Die IBA hat auch an diesem Tag an das Wetter gedacht, und so dürfen der Bürgermeister, der IBA-Chef und der Chef von Hamburg Energie, Dr. Michael Beckereit, in einem großen, warmen Zelt zu den Journalisten, zu den Elbinsel-Politikern, zu ein paar Bürgern, zum Chef der Realisierungsgesellschaft ReGe, Heribert Leutner, und zu Oberbaudirektor Jörn Walter sprechen.
Fangen wir mit dem dritten Redner an: mit Dr. Beckereit. Er nennt die energetischen Fakten. "Anfangs wird der ,Energiebunker' 800, später 3000 Wohnungen mit Wärme versorgen. Wärme zum Duschen im Sommer und Wärme zum Heizen im Winter." Das Konzept des Bunkers beschreibt er mit einem Satz: "Macht das Ding voll mit warmem Wasser!" Der "Energiebunker" werde auch Abwärme der Nordischen Oelwerke nutzen, die bislang "in die Luft geblasen" werde. Auch die Hülle des "Energiebunkers" weist in die energetische Zukunft: Hier werden wärme- und stromerzeugende Solaranlagen installiert. Zudem wird es ein Blockheizkraftwerk geben, das durch Biomethan und Holzhackschnitzel befeuert wird. 6600 Tonnen Kohlendioxid sollen im Vergleich zur konventionellen Wärmeversorgung vermieden werden.
IBA-Chef Hellweg, stets ein Mann freundlicher Worte, dankte dem Bürgermeister in seiner knapp fünfminütigen Rede viermal für sein Erscheinen und für das Engagement der Stadt. Er erinnerte daran, dass Hunderte Zwangsarbeiter und Kriegsgefangene den Bunker binnen weniger Monate bauen mussten. Jetzt müssen 60 000 Tonnen Schutt beseitigt werden, weil der Bunker 1947 schon einmal von britischen Soldaten gesprengt worden war.

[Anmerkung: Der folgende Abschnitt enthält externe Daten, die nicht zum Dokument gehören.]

use bytes::Bytes;
use futures::{Stream, StreamExt};
use tokio::sync::mpsc;
use tokio_stream::wrappers::ReceiverStream;
use tracing::Instrument;

use super::sse::SseDecoder;
use super::types::{ChatCompletionRequest, ChatCompletionResponse, Message};
use crate::config::{UpstreamConfig, API_KEY_VAR, MODEL_ID_VAR};
use crate::error::{Error, Result};

/// System prompt used when the caller does not supply one.
pub const DEFAULT_SYSTEM_PROMPT: &str = "You are a helpful AI assistant";
/// Sampling temperature sent with every request.
pub const TEMPERATURE: f32 = 0.7;
/// Maximum generated tokens per request.
pub const MAX_TOKENS: u32 = 1024;
/// Nucleus-sampling threshold sent with every request.
pub const TOP_P: f32 = 0.9;

/// Fragments buffered between the upstream reader and the relay.
const FRAGMENT_CHANNEL_CAPACITY: usize = 32;

/// Result of a completion call.
pub enum Completion {
    /// The full message text (non-streaming).
    Text(String),
    /// Incremental fragments, in arrival order (streaming).
    Stream(FragmentStream),
}

/// Lazy, finite, non-restartable sequence of text fragments.
///
/// Backed by a bounded channel fed by a producer task. Dropping the stream
/// closes the channel, which stops the producer and releases the upstream
/// connection. A mid-stream upstream failure arrives as a single `Err` item,
/// after which the stream ends.
pub struct FragmentStream {
    inner: ReceiverStream<Result<String>>,
}

impl FragmentStream {
    /// Create a connected producer handle and fragment stream.
    pub(crate) fn channel(capacity: usize) -> (mpsc::Sender<Result<String>>, Self) {
        let (tx, rx) = mpsc::channel(capacity);
        (
            tx,
            Self {
                inner: ReceiverStream::new(rx),
            },
        )
    }
}

impl Stream for FragmentStream {
    type Item = Result<String>;

    fn poll_next(mut self: Pin<&mut Self>, cx: &mut Context<'_>) -> Poll<Option<Self::Item>> {
        Pin::new(&mut self.inner).poll_next(cx)
    }
}

/// How the producer side of a fragment stream ended.
#[derive(Debug, Clone, PartialEq, Eq)]
pub enum PumpOutcome {
    /// Upstream closed the body normally.
    Completed {
        fragments: usize,
        chars: usize,
        done_received: bool,
    },
    /// The consumer went away before upstream finished.
    Cancelled { fragments: usize },
    /// The upstream body failed or reported an error part way through.
    Interrupted { fragments: usize },
}

/// Send decoded fragments in order, draining `decoded`.
///
/// Returns `false` once the consumer has gone away.
async fn forward(
    tx: &mpsc::Sender<Result<String>>,
    decoded: &mut Vec<String>,
    full_response: &mut String,
    fragments: &mut usize,
) -> bool {
    for fragment in decoded.drain(..) {
        full_response.push_str(&fragment);
        *fragments += 1;
        if tx.send(Ok(fragment)).await.is_err() {
            return false;
        }
    }
    true
}

/// Read an upstream SSE byte stream and push its text fragments into `tx`.
///
/// Stops as soon as the receiving side is dropped. Body read errors, in-band
/// provider errors and undecodable events are forwarded to the consumer as a
/// single `Err` after the fragments that preceded them.
pub(crate) async fn pump_fragments<S, E>(bytes: S, tx: mpsc::Sender<Result<String>>) -> PumpOutcome
where
    S: Stream<Item = std::result::Result<Bytes, E>>,
    E: std::fmt::Display,
{
    let mut bytes = std::pin::pin!(bytes);
    let mut decoder = SseDecoder::new();
    let mut decoded = Vec::new();
    let mut full_response = String::new();
    let mut fragments = 0usize;

    loop {
        let next = tokio::select! {
            biased;
            _ = tx.closed() => {
                tracing::info!(fragments, "Client went away, abandoning upstream stream");
                return PumpOutcome::Cancelled { fragments };
            }
            next = bytes.next() => next,
        };

        let finished = next.is_none();
        let status = match next {
            Some(Ok(chunk)) => decoder.feed(&chunk, &mut decoded),
            Some(Err(e)) => Err(Error::StreamInterrupted(e.to_string())),
            None => decoder.finish(&mut decoded),
        };

        if !forward(&tx, &mut decoded, &mut full_response, &mut fragments).await {
            tracing::info!(fragments, "Client went away, abandoning upstream stream");
            return PumpOutcome::Cancelled { fragments };
        }

        if let Err(e) = status {
            tracing::error!(error = %e, fragments, "Error streaming from provider");
            // Receiver may already be gone; the stream ends either way
            let _ = tx.send(Err(e)).await;
            return PumpOutcome::Interrupted { fragments };
        }

        if finished {
            break;
        }
    }

    if !decoder.done_received() {
        tracing::debug!("Upstream closed stream without [DONE]");
    }
    tracing::info!(
        fragments,
        chars = full_response.chars().count(),
        finish_reason = ?decoder.finish_reason(),
        "Stream complete"
    );
    tracing::debug!(text = %full_response, "Streamed completion text");

    PumpOutcome::Completed {
        fragments,
        chars: full_response.chars().count(),
        done_received: decoder.done_received(),
    }
}

/// Client for the upstream chat-completion API.
///
/// Cheap to clone; holds no per-request state.
#[derive(Clone)]
pub struct CompletionClient {
    http: reqwest::Client,
    upstream: Arc<UpstreamConfig>,
}

impl CompletionClient {
    /// Build a client with its own HTTP connection pool.
    ///
    /// No timeout is applied unless `upstream.timeout_secs` is set.
    pub fn new(upstream: UpstreamConfig) -> Result<Self> {
        let mut builder = reqwest::Client::builder();
        if let Some(secs) = upstream.timeout_secs {
            builder = builder.timeout(Duration::from_secs(secs));
        }
        let http = builder.build()?;
        Ok(Self::with_http_client(http, upstream))
    }

    /// Build a client around an existing `reqwest::Client`.
    pub fn with_http_client(http: reqwest::Client, upstream: UpstreamConfig) -> Self {
        Self {
            http,
            upstream: Arc::new(upstream),
        }
    }

    /// Whether both the credential and the model id are configured.
    pub fn is_ready(&self) -> bool {
        self.upstream.api_key.is_some() && self.upstream.model_id.is_some()
    }

    /// Run one completion, returning either the full text or a fragment stream.
    pub async fn complete(
        &self,
        prompt: &str,
        system_prompt: Option<&str>,
        stream: bool,
    ) -> Result<Completion> {
        if stream {
            self.complete_stream(prompt, system_prompt)
                .await
                .map(Completion::Stream)
        } else {
            self.complete_text(prompt, system_prompt)
                .await
                .map(Completion::Text)
        }
    }

    /// Run a non-streaming completion and return the message text.
    pub async fn complete_text(&self, prompt: &str, system_prompt: Option<&str>) -> Result<String> {
        let request = self.build_request(prompt, system_prompt, false)?;
        let response = self.send(&request).await?;

        let parsed: ChatCompletionResponse = response.json().await.map_err(|e| {
            tracing::error!(error = %e, "Failed to parse provider response");
            Error::Provider(format!("Failed to parse provider response: {}", e))
        })?;

        parsed
            .first_text()
            .ok_or_else(|| Error::Provider("Provider returned no choices".to_string()))
    }

    /// Start a streaming completion.
    ///
    /// Errors while establishing the call are returned here; errors after the
    /// stream has started are delivered through the returned stream.
    pub async fn complete_stream(
        &self,
        prompt: &str,
        system_prompt: Option<&str>,
    ) -> Result<FragmentStream> {
        let request = self.build_request(prompt, system_prompt, true)?;
        let response = self.send(&request).await?;

        let (tx, fragments) = FragmentStream::channel(FRAGMENT_CHANNEL_CAPACITY);
        tokio::spawn(
            async move {
                let outcome = pump_fragments(response.bytes_stream(), tx).await;
                tracing::debug!(?outcome, "Fragment producer finished");
            }
            .instrument(tracing::Span::current()),
        );

        Ok(fragments)
    }

    fn endpoint(&self) -> String {
        format!(
            "{}/chat/completions",
            self.upstream.base_url.trim_end_matches('/')
        )
    }

    fn build_request(
        &self,
        prompt: &str,
        system_prompt: Option<&str>,
        stream: bool,
    ) -> Result<ChatCompletionRequest> {
        if prompt.trim().is_empty() {
            return Err(Error::BadRequest("prompt must not be empty".to_string()));
        }
        let model = self
            .upstream
            .model_id
            .clone()
            .ok_or(Error::MissingSetting(MODEL_ID_VAR))?;

        Ok(ChatCompletionRequest {
            model,
            messages: vec![
                Message::system(system_prompt.unwrap_or(DEFAULT_SYSTEM_PROMPT)),
                Message::user(prompt),
            ],
            temperature: TEMPERATURE,
            max_tokens: MAX_TOKENS,
            top_p: TOP_P,
            stream,
        })
    }

    /// POST the request and check the status; the body is left unread.
    async fn send(&self, request: &ChatCompletionRequest) -> Result<reqwest::Response> {
        let api_key = self
            .upstream
            .api_key
            .as_ref()
            .ok_or(Error::MissingSetting(API_KEY_VAR))?;

        tracing::debug!(
            model = %request.model,
            stream = request.stream,
            "Sending completion request"
        );

        let response = self
            .http
            .post(self.endpoint())
            .bearer_auth(api_key.expose_secret())
            .json(request)
            .send()
            .await
            .map_err(|e| {
                tracing::error!(error = %e, "Failed to reach provider");
                Error::Upstream(e)
            })?;

        let status = response.status();
        if !status.is_success() {
            let error_body = response.text().await.unwrap_or_default();
            tracing::error!(status = %status, body = %error_body, "Provider returned error");
            return Err(Error::Provider(format!(
                "Provider returned {}: {}",
                status, error_body
            )));
        }

        Ok(response)
    }
}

Bürgermeister Ahlhaus wiederholte in seiner knapp zehnminütigen Rede immer wieder zwei Gedanken: "Aus einem bedrückenden Mahnmal für Krieg und Verbrechen wird ein umweltgerechter Energieproduzent, der weltweit seinesgleichen sucht."
Der zweite Gedanke: "Der 'Energiebunker' steht gerade im Jahr der europäischen Umwelthauptstadt für die Leitidee städtischen Wachstums im Einklang mit der Umwelt." Der "Energiebunker" sei ein Beispiel für die "wirtschaftlich gesunde Entwicklung Hamburgs", für die "Aufwertung Wilhelmsburgs" und für die "ambitionierte Klimaschutzpolitik der Stadt".
Der Bürgermeister richtete auch noch Worte an rund 20 Shell-Mitarbeiter, die aus Angst um ihre Arbeitsplätze vor dem Bunker protestierten: "Ich kann mir vorstellen, dass Sie sich Sorgen machen. Aber als Bürgermeister hat man auf unternehmerische Entscheidungen leider wenig Einfluss. Ich werde Gespräche mit Shell führen, aber ich möchte Ihnen keine Hoffnung machen, die ich nicht erfüllen kann."